The interconversion of hydroxypyruvate and L-glycerate in the presence of nicotinamide adenine dinucleotide (NAD) and rat-liver L-lactate dehydrogenase has been demonstrated. Michaelis constants for these substrates together with an equilibrium constant have been determined and compared with those for pyruvate and L-lactate. The presence of D-glycerate dehydrogenase in rat liver has been confirmed, and the enzyme has been purified 16-20-foldfrom the supernatant fraction of a homogenate, when it is free of L-lactate dehydrogenase, with a 23-29% recovery. The enzyme catalyzes the interconversion of hydroxypyruvate and D-glycerate in the presence of either NAD or nicotinamide adenine dinucleotide phosphate with almost equal efficiency. D-Glycerate dehydrogenase also catalyzes the reduction of glyoxylate, but is distinct from L-lactate dehydrogenase in that it fails to act on pyruvate, D-lactate or L-lactate.

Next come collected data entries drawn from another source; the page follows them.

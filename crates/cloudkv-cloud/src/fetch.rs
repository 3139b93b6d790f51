//! Cloud manifest fetcher.
//!
//! Makes sure a local `CLOUDMANIFEST` exists before it is loaded: the
//! destination copy wins, then the source copy, and a brand-new database gets
//! an empty document.

use tracing::{debug, info};

use crate::cloud_manifest::CloudManifest;
use crate::error::CloudResult;
use crate::filename::{cloud_manifest_file, CLOUD_MANIFEST_FILE};
use crate::session::CloudSession;

/// Where the local `CLOUDMANIFEST` came from.
#[derive(Debug, Clone, Copy, PartialEq, Eq)]
pub enum FetchOutcome {
    /// A local document already existed and no destination is configured.
    AlreadyLocal,
    /// Downloaded from the destination.
    FromDest,
    /// Downloaded from the source.
    FromSrc,
    /// Neither location had one; an empty document was written.
    CreatedEmpty,
}

/// Ensures the local `CLOUDMANIFEST` file exists.
pub async fn fetch_cloud_manifest(session: &CloudSession) -> CloudResult<FetchOutcome> {
    let env = session.env();
    let local = cloud_manifest_file(session.local_dir());

    if session.dest().is_none() && env.exists(&local)? {
        debug!(path = ?local, "using local CLOUDMANIFEST");
        return Ok(FetchOutcome::AlreadyLocal);
    }

    if let Some(dest) = session.dest() {
        match session
            .get_object_to_file(dest, CLOUD_MANIFEST_FILE, &local)
            .await
        {
            Ok(()) => {
                info!(bucket = %dest.bucket, prefix = %dest.object_prefix, "fetched CLOUDMANIFEST from dest");
                return Ok(FetchOutcome::FromDest);
            }
            Err(e) if e.is_not_found() => {}
            Err(e) => return Err(e),
        }
    }

    if let Some(src) = session.src() {
        if !session.dest_equal_src() {
            match session
                .get_object_to_file(src, CLOUD_MANIFEST_FILE, &local)
                .await
            {
                Ok(()) => {
                    info!(bucket = %src.bucket, prefix = %src.object_prefix, "fetched CLOUDMANIFEST from src");
                    return Ok(FetchOutcome::FromSrc);
                }
                Err(e) if e.is_not_found() => {}
                Err(e) => return Err(e),
            }
        }
    }

    let mut manifest = CloudManifest::new_empty();
    manifest.finalize();
    manifest.write_to_file(env, &local)?;
    info!(path = ?local, "created empty CLOUDMANIFEST for new database");
    Ok(FetchOutcome::CreatedEmpty)
}

#[cfg(test)]
mod tests {
    use std::path::Path;
    use std::sync::Arc;

    use super::*;
    use crate::config::{BucketLocation, CloudEnvOptions};
    use crate::epoch::EpochId;
    use crate::error::CloudError;
    use crate::local_env::LocalEnv;
    use crate::object_store::MockObjectStore;
    use crate::registry::ObjectRegistry;

    fn session(
        dir: &Path,
        src: Option<BucketLocation>,
        dest: Option<BucketLocation>,
    ) -> (Arc<MockObjectStore>, CloudSession) {
        let store = Arc::new(MockObjectStore::new());
        let registry = Arc::new(ObjectRegistry::new(store.clone()));
        let options = CloudEnvOptions {
            src,
            dest,
            ..Default::default()
        };
        (store.clone(), CloudSession::new(options, dir, store, registry))
    }

    fn encoded(start: u64, epoch: &str) -> Vec<u8> {
        let mut manifest = CloudManifest::new_empty();
        manifest.add_epoch(start, EpochId::from_raw(epoch)).unwrap();
        manifest.finalize();
        manifest.encode().unwrap()
    }

    fn load(dir: &Path) -> CloudManifest {
        CloudManifest::load_from_file(&LocalEnv::new(), &dir.join("CLOUDMANIFEST")).unwrap()
    }

    #[tokio::test]
    async fn test_creates_empty_for_new_database() {
        let dir = tempfile::tempdir().unwrap();
        let dest = BucketLocation::new("dest", "db");
        let (_store, session) = session(dir.path(), None, Some(dest));

        let outcome = fetch_cloud_manifest(&session).await.unwrap();
        assert_eq!(outcome, FetchOutcome::CreatedEmpty);
        assert!(load(dir.path()).entries().is_empty());
    }

    #[tokio::test]
    async fn test_local_kept_without_dest() {
        let dir = tempfile::tempdir().unwrap();
        let src = BucketLocation::new("src", "db");
        let (store, session) = session(dir.path(), Some(src), None);
        LocalEnv::new()
            .write_file(
                &dir.path().join("CLOUDMANIFEST"),
                &encoded(3, "aaaaaaaaaaaaaaaa"),
            )
            .unwrap();
        store.insert_object("src", "db/CLOUDMANIFEST", encoded(9, "bbbbbbbbbbbbbbbb"));

        let outcome = fetch_cloud_manifest(&session).await.unwrap();
        assert_eq!(outcome, FetchOutcome::AlreadyLocal);
        assert_eq!(load(dir.path()).current_epoch().as_str(), "aaaaaaaaaaaaaaaa");
        assert_eq!(store.stats().gets, 0);
    }

    #[tokio::test]
    async fn test_dest_preferred_over_src() {
        let dir = tempfile::tempdir().unwrap();
        let src = BucketLocation::new("src", "db");
        let dest = BucketLocation::new("dest", "clone");
        let (store, session) = session(dir.path(), Some(src), Some(dest));
        store.insert_object("src", "db/CLOUDMANIFEST", encoded(3, "aaaaaaaaaaaaaaaa"));
        store.insert_object("dest", "clone/CLOUDMANIFEST", encoded(9, "bbbbbbbbbbbbbbbb"));

        let outcome = fetch_cloud_manifest(&session).await.unwrap();
        assert_eq!(outcome, FetchOutcome::FromDest);
        assert_eq!(load(dir.path()).current_epoch().as_str(), "bbbbbbbbbbbbbbbb");
    }

    #[tokio::test]
    async fn test_falls_back_to_src() {
        let dir = tempfile::tempdir().unwrap();
        let src = BucketLocation::new("src", "db");
        let dest = BucketLocation::new("dest", "clone");
        let (store, session) = session(dir.path(), Some(src), Some(dest));
        store.insert_object("src", "db/CLOUDMANIFEST", encoded(3, "aaaaaaaaaaaaaaaa"));

        let outcome = fetch_cloud_manifest(&session).await.unwrap();
        assert_eq!(outcome, FetchOutcome::FromSrc);
        assert_eq!(load(dir.path()).current_epoch().as_str(), "aaaaaaaaaaaaaaaa");
    }

    #[tokio::test]
    async fn test_dest_overwrites_stale_local() {
        let dir = tempfile::tempdir().unwrap();
        let dest = BucketLocation::new("dest", "db");
        let (store, session) = session(dir.path(), None, Some(dest));
        LocalEnv::new()
            .write_file(
                &dir.path().join("CLOUDMANIFEST"),
                &encoded(3, "aaaaaaaaaaaaaaaa"),
            )
            .unwrap();
        store.insert_object("dest", "db/CLOUDMANIFEST", encoded(9, "bbbbbbbbbbbbbbbb"));

        fetch_cloud_manifest(&session).await.unwrap();
        assert_eq!(load(dir.path()).current_epoch().as_str(), "bbbbbbbbbbbbbbbb");
    }

    #[tokio::test]
    async fn test_transport_failure_is_fatal() {
        let dir = tempfile::tempdir().unwrap();
        let dest = BucketLocation::new("dest", "db");
        let (store, session) = session(dir.path(), None, Some(dest));
        store.fail_key("db/CLOUDMANIFEST");

        let err = fetch_cloud_manifest(&session).await.unwrap_err();
        assert!(matches!(err, CloudError::Transport { .. }));
        assert!(!dir.path().join("CLOUDMANIFEST").exists());
    }
}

The enzyme is strongly dependent on free thiol groups, as shown by inhibition with p-chloromercuribenzoate, and in the presence of NaCl the reduction of hydroxypyruvate is activated. Michaelis constants for these substrates of D-glycerate dehydrogenase and an equilibrium constant for the NAD-catalyzed reaction have been calculated. An explanation for the lowered Vmax with D-glycerate as compared with DL-glycerate for the rabbit-kidney D-a-hydroxy acid dehydrogenase has been proposed.